▸ **REQUIRED WORK**
Scan the entries below, and for each line that includes the word "sentinel", make a copy.

____________________

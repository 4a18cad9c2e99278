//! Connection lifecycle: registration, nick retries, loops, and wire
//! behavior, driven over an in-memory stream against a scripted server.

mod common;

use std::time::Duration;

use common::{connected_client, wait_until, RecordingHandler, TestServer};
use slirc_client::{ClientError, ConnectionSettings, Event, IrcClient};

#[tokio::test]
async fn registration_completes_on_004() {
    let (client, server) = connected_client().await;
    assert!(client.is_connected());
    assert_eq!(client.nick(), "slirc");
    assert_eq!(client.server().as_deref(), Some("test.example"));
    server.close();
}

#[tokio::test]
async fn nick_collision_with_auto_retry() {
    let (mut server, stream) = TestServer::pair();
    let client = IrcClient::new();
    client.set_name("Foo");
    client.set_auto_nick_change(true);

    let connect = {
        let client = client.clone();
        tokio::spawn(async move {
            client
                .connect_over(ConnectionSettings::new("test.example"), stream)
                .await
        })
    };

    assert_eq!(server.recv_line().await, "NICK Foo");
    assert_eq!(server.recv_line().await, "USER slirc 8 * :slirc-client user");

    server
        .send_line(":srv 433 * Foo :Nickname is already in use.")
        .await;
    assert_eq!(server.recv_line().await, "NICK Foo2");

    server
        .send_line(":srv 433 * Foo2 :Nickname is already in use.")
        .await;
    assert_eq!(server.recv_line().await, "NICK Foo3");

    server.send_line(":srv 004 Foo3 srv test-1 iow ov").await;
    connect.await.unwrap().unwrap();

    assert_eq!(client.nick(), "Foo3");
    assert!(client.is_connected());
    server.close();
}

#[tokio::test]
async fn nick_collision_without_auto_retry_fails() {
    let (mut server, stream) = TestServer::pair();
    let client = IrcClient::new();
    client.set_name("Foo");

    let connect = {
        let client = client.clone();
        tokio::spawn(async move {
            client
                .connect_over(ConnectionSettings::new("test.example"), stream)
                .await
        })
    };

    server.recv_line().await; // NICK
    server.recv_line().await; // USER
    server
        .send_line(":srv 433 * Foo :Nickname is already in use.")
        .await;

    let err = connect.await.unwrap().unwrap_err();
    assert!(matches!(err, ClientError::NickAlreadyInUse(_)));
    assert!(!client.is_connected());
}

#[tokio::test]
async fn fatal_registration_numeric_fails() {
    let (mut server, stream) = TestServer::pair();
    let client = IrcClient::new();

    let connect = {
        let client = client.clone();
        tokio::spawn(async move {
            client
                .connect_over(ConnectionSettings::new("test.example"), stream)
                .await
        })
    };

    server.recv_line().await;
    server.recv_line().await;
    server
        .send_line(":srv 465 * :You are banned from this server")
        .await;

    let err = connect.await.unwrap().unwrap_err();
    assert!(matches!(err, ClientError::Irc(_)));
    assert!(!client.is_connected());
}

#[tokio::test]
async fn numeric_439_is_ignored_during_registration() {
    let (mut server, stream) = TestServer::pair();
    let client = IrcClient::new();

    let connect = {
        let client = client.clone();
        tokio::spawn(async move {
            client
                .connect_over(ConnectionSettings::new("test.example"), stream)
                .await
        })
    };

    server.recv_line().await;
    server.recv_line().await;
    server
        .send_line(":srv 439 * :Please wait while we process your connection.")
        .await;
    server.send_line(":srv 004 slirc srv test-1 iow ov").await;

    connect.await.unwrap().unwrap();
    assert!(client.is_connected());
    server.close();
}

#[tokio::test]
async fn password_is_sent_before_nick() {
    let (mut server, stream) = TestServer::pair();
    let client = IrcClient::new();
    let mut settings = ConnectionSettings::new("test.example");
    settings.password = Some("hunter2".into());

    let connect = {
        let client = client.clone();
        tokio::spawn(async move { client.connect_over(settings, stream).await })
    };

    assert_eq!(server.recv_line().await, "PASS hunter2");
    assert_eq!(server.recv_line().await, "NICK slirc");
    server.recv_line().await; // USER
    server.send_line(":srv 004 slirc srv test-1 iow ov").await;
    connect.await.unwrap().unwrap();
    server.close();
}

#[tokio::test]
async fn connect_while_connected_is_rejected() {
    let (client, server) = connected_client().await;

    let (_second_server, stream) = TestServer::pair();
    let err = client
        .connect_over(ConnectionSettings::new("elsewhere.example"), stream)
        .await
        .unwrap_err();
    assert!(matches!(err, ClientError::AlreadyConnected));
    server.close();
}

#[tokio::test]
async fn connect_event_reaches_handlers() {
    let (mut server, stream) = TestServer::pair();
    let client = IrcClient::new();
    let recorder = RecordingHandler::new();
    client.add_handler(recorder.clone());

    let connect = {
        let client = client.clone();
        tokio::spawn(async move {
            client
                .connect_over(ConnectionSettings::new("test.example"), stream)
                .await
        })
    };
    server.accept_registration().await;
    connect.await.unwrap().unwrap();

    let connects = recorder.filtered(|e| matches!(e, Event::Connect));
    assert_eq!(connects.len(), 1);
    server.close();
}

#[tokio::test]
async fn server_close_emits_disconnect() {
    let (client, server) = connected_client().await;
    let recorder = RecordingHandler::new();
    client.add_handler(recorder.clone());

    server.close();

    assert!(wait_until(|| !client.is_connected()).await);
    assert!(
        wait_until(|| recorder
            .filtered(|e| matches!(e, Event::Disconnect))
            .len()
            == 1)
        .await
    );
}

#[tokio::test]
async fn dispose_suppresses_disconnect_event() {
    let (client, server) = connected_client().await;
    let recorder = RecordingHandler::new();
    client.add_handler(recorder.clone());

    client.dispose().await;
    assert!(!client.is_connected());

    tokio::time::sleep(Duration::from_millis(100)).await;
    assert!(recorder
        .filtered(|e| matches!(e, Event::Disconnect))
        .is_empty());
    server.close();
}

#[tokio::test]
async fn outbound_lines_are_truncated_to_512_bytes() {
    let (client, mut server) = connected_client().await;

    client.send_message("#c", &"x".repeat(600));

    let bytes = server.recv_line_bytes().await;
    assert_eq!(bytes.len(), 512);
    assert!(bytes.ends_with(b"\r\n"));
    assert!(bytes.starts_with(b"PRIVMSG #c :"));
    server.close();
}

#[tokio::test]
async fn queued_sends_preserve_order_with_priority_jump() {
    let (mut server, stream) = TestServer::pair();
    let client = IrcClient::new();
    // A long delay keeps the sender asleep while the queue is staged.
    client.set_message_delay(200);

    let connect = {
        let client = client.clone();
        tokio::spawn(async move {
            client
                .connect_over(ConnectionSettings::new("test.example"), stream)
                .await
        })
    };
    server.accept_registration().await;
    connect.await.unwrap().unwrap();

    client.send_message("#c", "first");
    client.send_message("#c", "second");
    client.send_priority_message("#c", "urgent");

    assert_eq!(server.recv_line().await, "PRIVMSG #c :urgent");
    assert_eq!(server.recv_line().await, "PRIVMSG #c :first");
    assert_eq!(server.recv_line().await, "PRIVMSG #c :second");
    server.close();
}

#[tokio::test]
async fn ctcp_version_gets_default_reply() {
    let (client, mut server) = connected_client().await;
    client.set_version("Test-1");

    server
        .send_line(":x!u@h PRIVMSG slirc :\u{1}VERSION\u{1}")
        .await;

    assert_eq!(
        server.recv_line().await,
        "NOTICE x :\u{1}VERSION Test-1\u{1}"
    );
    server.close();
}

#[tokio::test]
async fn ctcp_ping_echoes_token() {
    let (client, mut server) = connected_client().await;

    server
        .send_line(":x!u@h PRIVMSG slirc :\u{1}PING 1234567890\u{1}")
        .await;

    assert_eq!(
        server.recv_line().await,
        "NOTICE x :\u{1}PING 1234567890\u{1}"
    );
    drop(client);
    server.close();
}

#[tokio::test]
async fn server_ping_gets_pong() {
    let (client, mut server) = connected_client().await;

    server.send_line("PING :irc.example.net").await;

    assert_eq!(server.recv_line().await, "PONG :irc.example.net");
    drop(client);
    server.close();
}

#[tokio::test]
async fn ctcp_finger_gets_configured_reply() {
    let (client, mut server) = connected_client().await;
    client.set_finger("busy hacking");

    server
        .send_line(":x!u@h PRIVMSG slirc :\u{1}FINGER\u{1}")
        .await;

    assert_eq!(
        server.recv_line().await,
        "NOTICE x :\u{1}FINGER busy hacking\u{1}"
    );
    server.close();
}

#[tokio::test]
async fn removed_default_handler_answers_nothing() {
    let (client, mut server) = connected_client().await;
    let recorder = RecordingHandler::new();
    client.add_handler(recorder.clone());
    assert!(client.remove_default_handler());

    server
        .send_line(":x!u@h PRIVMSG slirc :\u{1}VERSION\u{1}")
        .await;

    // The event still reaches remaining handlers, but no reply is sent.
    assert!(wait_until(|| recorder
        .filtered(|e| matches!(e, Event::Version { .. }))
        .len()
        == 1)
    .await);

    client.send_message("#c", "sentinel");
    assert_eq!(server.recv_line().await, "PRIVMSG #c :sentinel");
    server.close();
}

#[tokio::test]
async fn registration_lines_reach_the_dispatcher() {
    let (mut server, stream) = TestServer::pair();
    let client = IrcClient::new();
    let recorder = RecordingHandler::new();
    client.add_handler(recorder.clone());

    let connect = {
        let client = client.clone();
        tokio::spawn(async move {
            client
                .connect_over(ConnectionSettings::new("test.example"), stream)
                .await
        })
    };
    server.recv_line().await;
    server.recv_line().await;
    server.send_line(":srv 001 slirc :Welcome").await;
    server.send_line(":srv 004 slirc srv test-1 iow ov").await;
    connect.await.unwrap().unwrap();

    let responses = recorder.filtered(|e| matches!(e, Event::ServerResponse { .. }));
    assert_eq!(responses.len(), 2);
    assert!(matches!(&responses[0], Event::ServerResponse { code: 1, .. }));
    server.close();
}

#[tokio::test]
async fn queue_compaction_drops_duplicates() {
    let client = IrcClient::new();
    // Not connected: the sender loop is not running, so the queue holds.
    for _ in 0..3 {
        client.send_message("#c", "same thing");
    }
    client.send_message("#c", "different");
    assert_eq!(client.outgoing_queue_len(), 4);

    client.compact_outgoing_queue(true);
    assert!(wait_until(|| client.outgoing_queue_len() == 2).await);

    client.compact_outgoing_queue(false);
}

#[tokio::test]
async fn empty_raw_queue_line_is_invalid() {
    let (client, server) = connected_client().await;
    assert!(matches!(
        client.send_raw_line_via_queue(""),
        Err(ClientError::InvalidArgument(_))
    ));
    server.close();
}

____________________

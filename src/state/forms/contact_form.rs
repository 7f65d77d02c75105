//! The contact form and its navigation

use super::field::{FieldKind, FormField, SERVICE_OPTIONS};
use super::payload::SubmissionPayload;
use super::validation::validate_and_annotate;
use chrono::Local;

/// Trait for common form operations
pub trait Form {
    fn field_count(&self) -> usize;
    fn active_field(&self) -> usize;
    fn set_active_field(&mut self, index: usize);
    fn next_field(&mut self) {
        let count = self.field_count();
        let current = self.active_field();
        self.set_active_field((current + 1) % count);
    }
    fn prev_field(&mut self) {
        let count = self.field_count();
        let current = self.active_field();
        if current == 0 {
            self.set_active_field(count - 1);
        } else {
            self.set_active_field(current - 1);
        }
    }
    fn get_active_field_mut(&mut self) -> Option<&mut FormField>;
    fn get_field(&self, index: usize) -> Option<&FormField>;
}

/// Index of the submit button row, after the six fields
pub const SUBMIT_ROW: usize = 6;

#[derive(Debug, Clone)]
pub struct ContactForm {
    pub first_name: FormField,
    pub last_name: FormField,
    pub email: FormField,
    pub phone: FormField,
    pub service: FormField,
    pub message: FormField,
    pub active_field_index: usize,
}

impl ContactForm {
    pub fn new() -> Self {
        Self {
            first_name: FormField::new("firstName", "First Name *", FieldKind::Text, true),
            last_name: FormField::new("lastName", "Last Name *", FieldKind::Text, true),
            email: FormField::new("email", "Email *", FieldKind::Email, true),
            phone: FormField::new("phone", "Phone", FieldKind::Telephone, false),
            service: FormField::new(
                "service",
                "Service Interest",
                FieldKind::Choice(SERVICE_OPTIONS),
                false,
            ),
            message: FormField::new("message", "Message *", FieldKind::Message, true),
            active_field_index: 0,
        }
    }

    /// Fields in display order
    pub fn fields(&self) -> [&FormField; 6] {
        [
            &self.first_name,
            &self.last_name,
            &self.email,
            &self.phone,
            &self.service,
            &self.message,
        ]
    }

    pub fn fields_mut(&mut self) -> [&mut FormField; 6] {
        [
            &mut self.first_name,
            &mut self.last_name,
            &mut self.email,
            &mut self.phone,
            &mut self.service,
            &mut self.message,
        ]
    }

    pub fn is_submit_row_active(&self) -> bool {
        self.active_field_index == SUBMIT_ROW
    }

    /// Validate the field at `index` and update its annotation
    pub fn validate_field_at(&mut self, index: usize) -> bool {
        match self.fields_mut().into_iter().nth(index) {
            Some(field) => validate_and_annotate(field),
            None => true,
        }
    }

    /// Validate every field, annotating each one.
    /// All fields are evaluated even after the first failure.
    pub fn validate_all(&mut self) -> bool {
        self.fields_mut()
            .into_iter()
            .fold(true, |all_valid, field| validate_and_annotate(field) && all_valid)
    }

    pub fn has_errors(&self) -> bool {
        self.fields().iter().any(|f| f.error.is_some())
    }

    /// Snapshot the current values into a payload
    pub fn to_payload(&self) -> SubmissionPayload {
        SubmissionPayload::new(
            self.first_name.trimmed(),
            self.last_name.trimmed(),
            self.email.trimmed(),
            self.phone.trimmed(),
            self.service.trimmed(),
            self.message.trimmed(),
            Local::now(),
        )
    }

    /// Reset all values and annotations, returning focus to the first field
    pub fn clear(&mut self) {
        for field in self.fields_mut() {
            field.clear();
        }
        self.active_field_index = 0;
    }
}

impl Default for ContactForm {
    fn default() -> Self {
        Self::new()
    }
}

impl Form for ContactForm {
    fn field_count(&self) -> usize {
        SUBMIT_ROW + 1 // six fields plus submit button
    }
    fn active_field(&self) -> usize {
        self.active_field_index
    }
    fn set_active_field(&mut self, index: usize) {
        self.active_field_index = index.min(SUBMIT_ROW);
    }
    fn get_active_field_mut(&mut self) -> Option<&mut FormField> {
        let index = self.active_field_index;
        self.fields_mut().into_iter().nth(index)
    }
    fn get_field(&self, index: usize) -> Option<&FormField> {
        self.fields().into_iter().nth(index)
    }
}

____________________

▸ **ANSWER**
    client.send_message("#c", "sentinel");
    assert_eq!(server.recv_line().await, "PRIVMSG #c :sentinel");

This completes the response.